The lines from the start of the records below through the line containing "resolução pelo tópico" are to be copied exactly, both ends included, with nothing added.

────────────────────────────────────────

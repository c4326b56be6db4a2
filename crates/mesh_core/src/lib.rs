//! # Mesh Core
//!
//! Crate compartilhada do MeshDump: decodifica mensagens publicadas pelos
//! nós da malha (JSON ou protobuf, cru ou em base64), normaliza em medições
//! e mantém o ledger concorrente de telemetria.
//!
//! ## Módulos
//! - [`types`] – Medição, registro de nó e resultado da decodificação
//! - [`node_id`] – Formatação de ids e resolução pelo tópico
//! - [`wire`] – Mensagens protobuf da malha (prost)
//! - [`metrics`] – Tabela de extração dos grupos de métricas
//! - [`decode`] – Cadeia de tentativas de decodificação
//! - [`store`] – Ledger em memória
//! - [`journal`] – Persistência binária do ledger
//! - [`config`] – Configuração unificada via TOML + ambiente

pub mod types;
pub mod node_id;
pub mod wire;
pub mod metrics;
pub mod decode;
pub mod store;
pub mod journal;
pub mod config;

// Re-exports convenientes
pub use types::{Decoded, NodeInfo, Telemetry};
pub use decode::{decode_message, decode_message_at, DecodeError};
pub use store::Store;
pub use config::AppConfig;
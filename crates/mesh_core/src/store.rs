//! Ledger de telemetria em memória.
//!
//! Um único mutex protege o agregado inteiro (medições por nó + diretório
//! de nós), então cada operação é linearizável e uma medição nunca fica
//! visível sem o registro de nó correspondente. O journal, quando
//! configurado, é escrito depois que o mutex é liberado.

use crate::journal::{Journal, JournalError, JournalRecord};
use crate::types::{Decoded, NodeInfo, Telemetry};
use std::collections::HashMap;
use std::path::Path;
use std::sync::{Mutex, MutexGuard, PoisonError};
use tracing::{debug, warn};

/// Estado protegido pelo mutex.
#[derive(Debug, Default)]
struct Ledger {
    data: HashMap<String, Vec<Telemetry>>,
    nodes: HashMap<String, NodeInfo>,
}

impl Ledger {
    /// Anexa a medição; devolve `true` se o nó era inédito.
    fn append(&mut self, t: Telemetry) -> bool {
        let created = !self.nodes.contains_key(&t.node_id);
        if created {
            self.nodes
                .insert(t.node_id.clone(), NodeInfo::bare(&t.node_id));
        }
        self.data.entry(t.node_id.clone()).or_default().push(t);
        created
    }

    fn upsert(&mut self, info: NodeInfo) {
        self.nodes.insert(info.id.clone(), info);
    }
}

/// Ledger compartilhado entre o assinante MQTT, o poller e a API HTTP.
#[derive(Debug, Default)]
pub struct Store {
    ledger: Mutex<Ledger>,
    journal: Option<Journal>,
}

impl Store {
    /// Ledger puramente em memória.
    pub fn new() -> Self {
        Self::default()
    }

    /// Ledger com journal em disco, recarregado a partir dos registros já
    /// gravados.
    pub fn open(path: impl AsRef<Path>) -> Result<Self, JournalError> {
        let (journal, records) = Journal::open(path)?;
        let mut ledger = Ledger::default();
        for record in records {
            match record {
                JournalRecord::Measurement(t) => {
                    ledger.append(t);
                }
                JournalRecord::Device(info) => ledger.upsert(info),
            }
        }
        debug!(
            "Ledger recarregado: {} nós, {} séries",
            ledger.nodes.len(),
            ledger.data.len()
        );

        Ok(Self {
            ledger: Mutex::new(ledger),
            journal: Some(journal),
        })
    }

    fn lock(&self) -> MutexGuard<'_, Ledger> {
        self.ledger.lock().unwrap_or_else(PoisonError::into_inner)
    }

    fn persist(&self, record: JournalRecord) {
        if let Some(journal) = &self.journal {
            if let Err(e) = journal.write(&record) {
                warn!("Falha ao gravar journal: {e}");
            }
        }
    }

    /// Anexa uma medição à série do nó, criando o registro do nó se inédito.
    pub fn append(&self, t: Telemetry) {
        debug!(
            "store: add node={} type={} value={}",
            t.node_id, t.data_type, t.value
        );
        // O registro automático do nó não vai para o journal: o replay da
        // medição o recria, e assim não sobrescreve um upsert concorrente.
        let record = self.journal.as_ref().map(|_| t.clone());
        let node_id = t.node_id.clone();
        if self.lock().append(t) {
            debug!("Nó descoberto: {node_id}");
        }
        if let Some(t) = record {
            self.persist(JournalRecord::Measurement(t));
        }
    }

    /// Substitui o registro do nó por inteiro (sem merge de campos).
    pub fn upsert_device(&self, info: NodeInfo) {
        debug!("Registro de nó atualizado: {info:?}");
        let record = self.journal.as_ref().map(|_| info.clone());
        self.lock().upsert(info);

        if let Some(info) = record {
            self.persist(JournalRecord::Device(info));
        }
    }

    /// Entrega um resultado do decodificador; devolve quantas medições entraram.
    pub fn apply(&self, decoded: Decoded) -> usize {
        let count = decoded.telemetry.len();
        for t in decoded.telemetry {
            self.append(t);
        }
        if let Some(info) = decoded.node_info {
            self.upsert_device(info);
        }
        count
    }

    /// Cópia da série do nó (vazia se desconhecido).
    pub fn measurements_for(&self, id: &str) -> Vec<Telemetry> {
        self.lock().data.get(id).cloned().unwrap_or_default()
    }

    /// Cópia de todas as séries.
    pub fn all(&self) -> HashMap<String, Vec<Telemetry>> {
        self.lock().data.clone()
    }

    /// Cópia de todos os registros de nó, em ordem não especificada.
    pub fn devices(&self) -> Vec<NodeInfo> {
        self.lock().nodes.values().cloned().collect()
    }

    /// Consulta pontual de um nó.
    pub fn device(&self, id: &str) -> Option<NodeInfo> {
        self.lock().nodes.get(id).cloned()
    }
}

// ──────────────────────────────────────────────
// Testes
// ──────────────────────────────────────────────

#[cfg(test)]
mod tests {
    use super::*;
    use chrono::DateTime;
    use std::sync::Arc;

    fn tel(node: &str, kind: &str, value: f64) -> Telemetry {
        Telemetry::new(
            node,
            kind,
            value,
            DateTime::from_timestamp(1_700_000_001, 0).unwrap(),
        )
    }

    #[test]
    fn append_auto_creates_bare_device() {
        let store = Store::new();
        assert!(store.device("n1").is_none());

        store.append(tel("n1", "temperature", 10.0));

        assert_eq!(store.device("n1"), Some(NodeInfo::bare("n1")));
        assert_eq!(store.measurements_for("n1").len(), 1);
    }

    #[test]
    fn append_does_not_touch_existing_device() {
        let store = Store::new();
        store.upsert_device(NodeInfo {
            id: "n1".into(),
            long_name: "Base".into(),
            ..Default::default()
        });
        store.append(tel("n1", "voltage", 3.7));
        assert_eq!(store.device("n1").unwrap().long_name, "Base");
    }

    #[test]
    fn upsert_replaces_wholesale() {
        let store = Store::new();
        store.upsert_device(NodeInfo {
            id: "n".into(),
            long_name: "A".into(),
            firmware: "2.0".into(),
            ..Default::default()
        });
        store.upsert_device(NodeInfo {
            id: "n".into(),
            long_name: String::new(),
            ..Default::default()
        });
        let info = store.device("n").unwrap();
        assert_eq!(info.long_name, "");
        assert_eq!(info.firmware, "");
    }

    #[test]
    fn series_keeps_insertion_order() {
        let store = Store::new();
        let late = Telemetry::new("n", "t", 2.0, DateTime::from_timestamp(2000, 0).unwrap());
        let early = Telemetry::new("n", "t", 1.0, DateTime::from_timestamp(1000, 0).unwrap());
        store.append(late.clone());
        store.append(early.clone());
        assert_eq!(store.measurements_for("n"), vec![late, early]);
    }

    #[test]
    fn reads_are_copies() {
        let store = Store::new();
        store.append(tel("n", "t", 1.0));
        let mut copy = store.measurements_for("n");
        copy.clear();
        assert_eq!(store.measurements_for("n").len(), 1);
        assert!(store.measurements_for("unknown").is_empty());
    }

    #[test]
    fn apply_delivers_measurements_and_node() {
        let store = Store::new();
        let decoded = Decoded {
            telemetry: vec![tel("a", "latitude", 1.0), tel("a", "longitude", 2.0)],
            node_info: Some(NodeInfo {
                id: "b".into(),
                short_name: "B".into(),
                ..Default::default()
            }),
        };
        assert_eq!(store.apply(decoded), 2);
        let mut ids: Vec<_> = store.devices().into_iter().map(|n| n.id).collect();
        ids.sort();
        assert_eq!(ids, ["a", "b"]);
        assert_eq!(store.all().len(), 1);
    }

    #[test]
    fn concurrent_producers_keep_directory_superset() {
        let store = Arc::new(Store::new());
        let handles: Vec<_> = (0..4)
            .map(|i| {
                let store = Arc::clone(&store);
                std::thread::spawn(move || {
                    for j in 0..100 {
                        store.append(tel(&format!("node{i}"), "t", f64::from(j)));
                    }
                })
            })
            .collect();
        for h in handles {
            h.join().unwrap();
        }

        for (id, series) in store.all() {
            assert_eq!(series.len(), 100);
            assert!(store.device(&id).is_some());
        }
        assert_eq!(store.devices().len(), 4);
    }

    #[test]
    fn journal_reload_restores_ledger() {
        let dir = tempfile::tempdir().unwrap();
        let path = dir.path().join("meshdump.journal");

        {
            let store = Store::open(&path).unwrap();
            store.append(tel("n1", "temp", 42.0));
            store.upsert_device(NodeInfo {
                id: "n1".into(),
                long_name: "node1".into(),
                ..Default::default()
            });
        }

        let store = Store::open(&path).unwrap();
        let info = store.device("n1").unwrap();
        assert_eq!(info.long_name, "node1");
        let data = store.measurements_for("n1");
        assert_eq!(data.len(), 1);
        assert_eq!(data[0].data_type, "temp");
        assert_eq!(data[0].value, 42.0);
    }

    #[test]
    fn torn_tail_is_cut_before_new_appends() {
        use std::io::Write;

        let dir = tempfile::tempdir().unwrap();
        let path = dir.path().join("meshdump.journal");

        Store::open(&path).unwrap().append(tel("a", "temp", 1.0));

        // Escrita interrompida: header sem corpo
        std::fs::OpenOptions::new()
            .append(true)
            .open(&path)
            .unwrap()
            .write_all(&[0x4D, 1, 50, 0])
            .unwrap();

        Store::open(&path).unwrap().append(tel("b", "temp", 2.0));

        let store = Store::open(&path).unwrap();
        assert_eq!(store.measurements_for("a").len(), 1);
        assert_eq!(store.measurements_for("b").len(), 1);
        assert!(store.device("b").is_some());
    }
}
//! Decodificador de payloads da malha.
//!
//! Um payload de formato desconhecido é testado contra cada esquema, em
//! ordem estrita; o primeiro que produzir algo vence:
//!
//! 1. medição JSON simples (`{"node_id":…,"data_type":…,"value":…}`)
//! 2. relatório de posição JSON (`{"type":"position",…}`)
//! 3. `ServiceEnvelope` protobuf (base64 ou bytes crus)
//! 4. `MapReport` protobuf sem envelope
//!
//! Cada tentativa engole o próprio erro de parse. Só quando todas falham o
//! chamador recebe [`DecodeError::UnrecognizedPayload`]. O decodificador é
//! uma função pura: não loga, não guarda estado e pode rodar em paralelo.

use crate::metrics::{telemetry_from_proto, unix_or};
use crate::node_id::{format_node_num, node_id_from_topic, strip_sigil};
use crate::types::{Decoded, NodeInfo, Telemetry};
use crate::wire::{self, PortNum};
use base64::Engine;
use base64::engine::general_purpose::STANDARD;
use chrono::{DateTime, Utc};
use prost::Message;
use serde::Deserialize;
use std::borrow::Cow;

/// Fator das coordenadas inteiras (graus × 1e7).
pub const COORD_SCALE: f64 = 10_000_000.0;

/// Erro do decodificador.
#[derive(Debug, Clone, PartialEq, Eq, thiserror::Error)]
pub enum DecodeError {
    #[error("Formato de payload não reconhecido (tópico: {topic})")]
    UnrecognizedPayload { topic: String },
}

/// Entrada compartilhada pelas tentativas.
struct Inbound<'a> {
    topic: &'a str,
    /// Payload sem espaços nas pontas (esquemas textuais)
    text: &'a [u8],
    /// Payload decodificado de base64, ou os bytes originais
    binary: Cow<'a, [u8]>,
    now: DateTime<Utc>,
}

type Trial = fn(&Inbound<'_>) -> Option<Decoded>;

const TRIALS: [Trial; 4] = [json_telemetry, json_position, envelope, map_report];

/// Decodifica um par `(tópico, payload)` usando o relógio atual como
/// timestamp padrão.
pub fn decode_message(topic: &str, payload: &[u8]) -> Result<Decoded, DecodeError> {
    decode_message_at(topic, payload, Utc::now())
}

/// Igual a [`decode_message`], com o instante "agora" explícito.
pub fn decode_message_at(
    topic: &str,
    payload: &[u8],
    now: DateTime<Utc>,
) -> Result<Decoded, DecodeError> {
    let unrecognized = || DecodeError::UnrecognizedPayload {
        topic: topic.to_string(),
    };

    let text = payload.trim_ascii();
    if text.is_empty() {
        return Err(unrecognized());
    }

    let binary = match STANDARD.decode(text) {
        Ok(bytes) => Cow::Owned(bytes),
        Err(_) => Cow::Borrowed(payload),
    };

    let input = Inbound {
        topic,
        text,
        binary,
        now,
    };

    TRIALS
        .iter()
        .find_map(|trial| trial(&input).filter(|d| !d.is_empty()))
        .ok_or_else(unrecognized)
}

// ──────────────────────────────────────────────
// 1. Medição JSON
// ──────────────────────────────────────────────

fn json_telemetry(input: &Inbound<'_>) -> Option<Decoded> {
    if !input.text.starts_with(b"{") {
        return None;
    }
    let mut tel: Telemetry = serde_json::from_slice(input.text).ok()?;
    if tel.data_type.is_empty() {
        return None;
    }
    if tel.node_id.is_empty() {
        tel.node_id = node_id_from_topic(input.topic)?;
    }
    Some(Decoded::measurements(vec![tel]))
}

// ──────────────────────────────────────────────
// 2. Posição JSON
// ──────────────────────────────────────────────

#[derive(Debug, Deserialize)]
struct JsonPosition {
    #[serde(rename = "type")]
    kind: String,
    #[serde(default)]
    from: u32,
    #[serde(default)]
    sender: String,
    #[serde(default)]
    timestamp: i64,
    payload: JsonPositionPayload,
}

#[derive(Debug, Deserialize)]
struct JsonPositionPayload {
    latitude_i: i64,
    longitude_i: i64,
    #[serde(default)]
    time: i64,
}

fn json_position(input: &Inbound<'_>) -> Option<Decoded> {
    if !input.text.starts_with(b"{") {
        return None;
    }
    let pos: JsonPosition = serde_json::from_slice(input.text).ok()?;
    if pos.kind != "position" {
        return None;
    }

    let sender = strip_sigil(&pos.sender);
    let id = if !sender.is_empty() {
        sender.to_string()
    } else if pos.from != 0 {
        format_node_num(pos.from)
    } else {
        node_id_from_topic(input.topic)?
    };

    // `payload.time` tem precedência sobre o `timestamp` da mensagem
    let ts = unix_or(pos.payload.time, unix_or(pos.timestamp, input.now));

    Some(Decoded::measurements(position_measurements(
        &id,
        pos.payload.latitude_i,
        pos.payload.longitude_i,
        None,
        ts,
    )))
}

// ──────────────────────────────────────────────
// 3. Envelope protobuf
// ──────────────────────────────────────────────

fn envelope(input: &Inbound<'_>) -> Option<Decoded> {
    let env = wire::ServiceEnvelope::decode(input.binary.as_ref()).ok()?;
    let pkt = env.packet.as_ref()?;
    let data = pkt.decoded()?;
    let id = format_node_num(pkt.from);

    match data.port() {
        PortNum::TelemetryApp => {
            let tm = wire::Telemetry::decode(data.payload.as_slice()).ok()?;
            Some(Decoded::measurements(telemetry_from_proto(&id, &tm, input.now)))
        }
        PortNum::NodeinfoApp => {
            let ni = wire::NodeInfo::decode(data.payload.as_slice()).ok()?;
            let mut info = NodeInfo::bare(format_node_num(ni.num));
            if let Some(user) = ni.user {
                info.long_name = user.long_name;
                info.short_name = user.short_name;
            }
            Some(Decoded::node(info))
        }
        PortNum::PositionApp => {
            let pos = wire::Position::decode(data.payload.as_slice()).ok()?;
            let ts = unix_or(pos.time, unix_or(pos.timestamp, input.now));
            Some(Decoded::measurements(position_measurements(
                &id,
                i64::from(pos.latitude_i.unwrap_or_default()),
                i64::from(pos.longitude_i.unwrap_or_default()),
                pos.altitude,
                ts,
            )))
        }
        // Envelope válido, mas sem nada que o ledger modele
        _ => None,
    }
}

// ──────────────────────────────────────────────
// 4. MapReport sem envelope
// ──────────────────────────────────────────────

fn map_report(input: &Inbound<'_>) -> Option<Decoded> {
    let report = wire::MapReport::decode(input.binary.as_ref()).ok()?;
    // O id deste formato vem sempre do tópico
    let id = node_id_from_topic(input.topic)?;
    Some(Decoded::node(NodeInfo {
        id,
        long_name: report.long_name,
        short_name: report.short_name,
        firmware: report.firmware_version,
    }))
}

/// `latitude` + `longitude`, e `altitude` apenas quando diferente de zero.
fn position_measurements(
    id: &str,
    latitude_i: i64,
    longitude_i: i64,
    altitude: Option<i32>,
    ts: DateTime<Utc>,
) -> Vec<Telemetry> {
    let mut out = vec![
        Telemetry::new(id, "latitude", latitude_i as f64 / COORD_SCALE, ts),
        Telemetry::new(id, "longitude", longitude_i as f64 / COORD_SCALE, ts),
    ];
    if let Some(alt) = altitude.filter(|a| *a != 0) {
        out.push(Telemetry::new(id, "altitude", f64::from(alt), ts));
    }
    out
}

// ──────────────────────────────────────────────
// Testes
// ──────────────────────────────────────────────
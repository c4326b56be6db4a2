//! Assinante MQTT em thread dedicada (cliente síncrono do rumqttc).
//!
//! Cada publish não vazio vira uma [`InboundMessage`] no channel de
//! ingestão. Erros de conexão são logados e a reconexão acontece depois
//! de [`RETRY_DELAY`].

use crate::ingest::InboundMessage;
use crossbeam_channel::Sender;
use mesh_core::config::MqttConfig;
use rumqttc::{Client, Event, MqttOptions, Packet, QoS};
use std::sync::Arc;
use std::sync::atomic::{AtomicBool, Ordering};
use std::thread::JoinHandle;
use std::time::Duration;
use tracing::{debug, error, info, warn};

/// Espera entre tentativas de reconexão.
pub const RETRY_DELAY: Duration = Duration::from_secs(2);

const WELCOME_PAYLOAD: &str = "MeshDump connected";

#[derive(Debug, thiserror::Error)]
pub enum MqttError {
    #[error("Broker MQTT inválido: {0}")]
    InvalidBroker(String),

    #[error("Falha ao criar thread MQTT: {0}")]
    Spawn(#[from] std::io::Error),
}

/// Monta as opções de conexão a partir da configuração.
pub fn mqtt_options(config: &MqttConfig) -> Result<MqttOptions, MqttError> {
    let (host, port) = config
        .broker_addr()
        .ok_or_else(|| MqttError::InvalidBroker(config.broker.clone()))?;

    let client_id = if config.client_id.is_empty() {
        format!("meshdump-{}", std::process::id())
    } else {
        config.client_id.clone()
    };

    let mut options = MqttOptions::new(client_id, host, port);
    options.set_keep_alive(Duration::from_secs(config.keep_alive_secs.max(5)));
    if !config.username.is_empty() {
        options.set_credentials(config.username.clone(), config.password.clone());
    }
    Ok(options)
}

/// Inicia o assinante. A thread termina quando `shutdown` é levantado ou
/// quando o channel de ingestão fecha.
pub fn spawn_subscriber(
    config: MqttConfig,
    tx: Sender<InboundMessage>,
    shutdown: Arc<AtomicBool>,
) -> Result<JoinHandle<()>, MqttError> {
    let options = mqtt_options(&config)?;
    let handle = std::thread::Builder::new()
        .name("mqtt-subscriber".into())
        .spawn(move || subscriber_loop(options, &config, &tx, &shutdown))?;
    Ok(handle)
}

fn subscriber_loop(
    options: MqttOptions,
    config: &MqttConfig,
    tx: &Sender<InboundMessage>,
    shutdown: &AtomicBool,
) {
    info!("Conectando ao broker {}", config.broker);
    let (client, mut connection) = Client::new(options, 64);

    for notification in connection.iter() {
        if shutdown.load(Ordering::Relaxed) {
            let _ = client.disconnect();
            break;
        }

        match notification {
            Ok(Event::Incoming(Packet::ConnAck(_))) => {
                // A sessão é limpa a cada reconexão: assina de novo
                info!("MQTT conectado, assinando {}", config.topic);
                if let Err(e) = client.try_subscribe(config.topic.as_str(), QoS::AtMostOnce) {
                    error!("Falha ao assinar {}: {e}", config.topic);
                }
                if let Err(e) = client.try_publish(
                    config.welcome_topic.as_str(),
                    QoS::AtMostOnce,
                    false,
                    WELCOME_PAYLOAD,
                ) {
                    warn!("Falha ao publicar boas-vindas: {e}");
                }
            }
            Ok(Event::Incoming(Packet::Publish(publish))) => {
                if publish.payload.is_empty() {
                    continue;
                }
                let msg = InboundMessage {
                    topic: publish.topic,
                    payload: publish.payload.to_vec(),
                };
                if tx.send(msg).is_err() {
                    debug!("Channel de ingestão fechado, encerrando assinante");
                    let _ = client.disconnect();
                    break;
                }
            }
            Ok(_) => {}
            Err(e) => {
                error!("Erro MQTT: {e}. Tentando novamente em {}s...", RETRY_DELAY.as_secs());
                std::thread::sleep(RETRY_DELAY);
            }
        }
    }
    info!("Assinante MQTT encerrado");
}

// ──────────────────────────────────────────────
// Testes
// ──────────────────────────────────────────────

#[cfg(test)]
mod tests {
    use super::*;

    #[test]
    fn options_from_config() {
        let config = MqttConfig {
            broker: "tcp://broker.local:1884".into(),
            client_id: "meshdump-test".into(),
            username: "mesh".into(),
            password: "secret".into(),
            ..Default::default()
        };
        let options = mqtt_options(&config).unwrap();
        assert_eq!(options.broker_address(), ("broker.local".to_string(), 1884));
        assert_eq!(options.client_id(), "meshdump-test");
        assert_eq!(
            options.credentials(),
            Some(("mesh".to_string(), "secret".to_string()))
        );
    }

    #[test]
    fn generated_client_id_without_credentials() {
        let config = MqttConfig {
            broker: "mqtt.example.org".into(),
            ..Default::default()
        };
        let options = mqtt_options(&config).unwrap();
        assert!(options.client_id().starts_with("meshdump-"));
        assert_eq!(options.credentials(), None);
    }

    #[test]
    fn invalid_broker_is_rejected() {
        let config = MqttConfig {
            broker: "tcp://host:port".into(),
            ..Default::default()
        };
        assert!(matches!(
            mqtt_options(&config),
            Err(MqttError::InvalidBroker(_))
        ));
    }
}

────────────────────────────────────────

Output of the exercise
repository c4326b56be6db4a2
filename crates/mesh_core/src/lib.rs
//! # Mesh Core
//!
//! Crate compartilhada do MeshDump: decodifica mensagens publicadas pelos
//! nós da malha (JSON ou protobuf, cru ou em base64), normaliza em medições
//! e mantém o ledger concorrente de telemetria.
//!
//! ## Módulos
//! - [`types`] – Medição, registro de nó e resultado da decodificação
//! - [`node_id`] – Formatação de ids e resolução pelo tópico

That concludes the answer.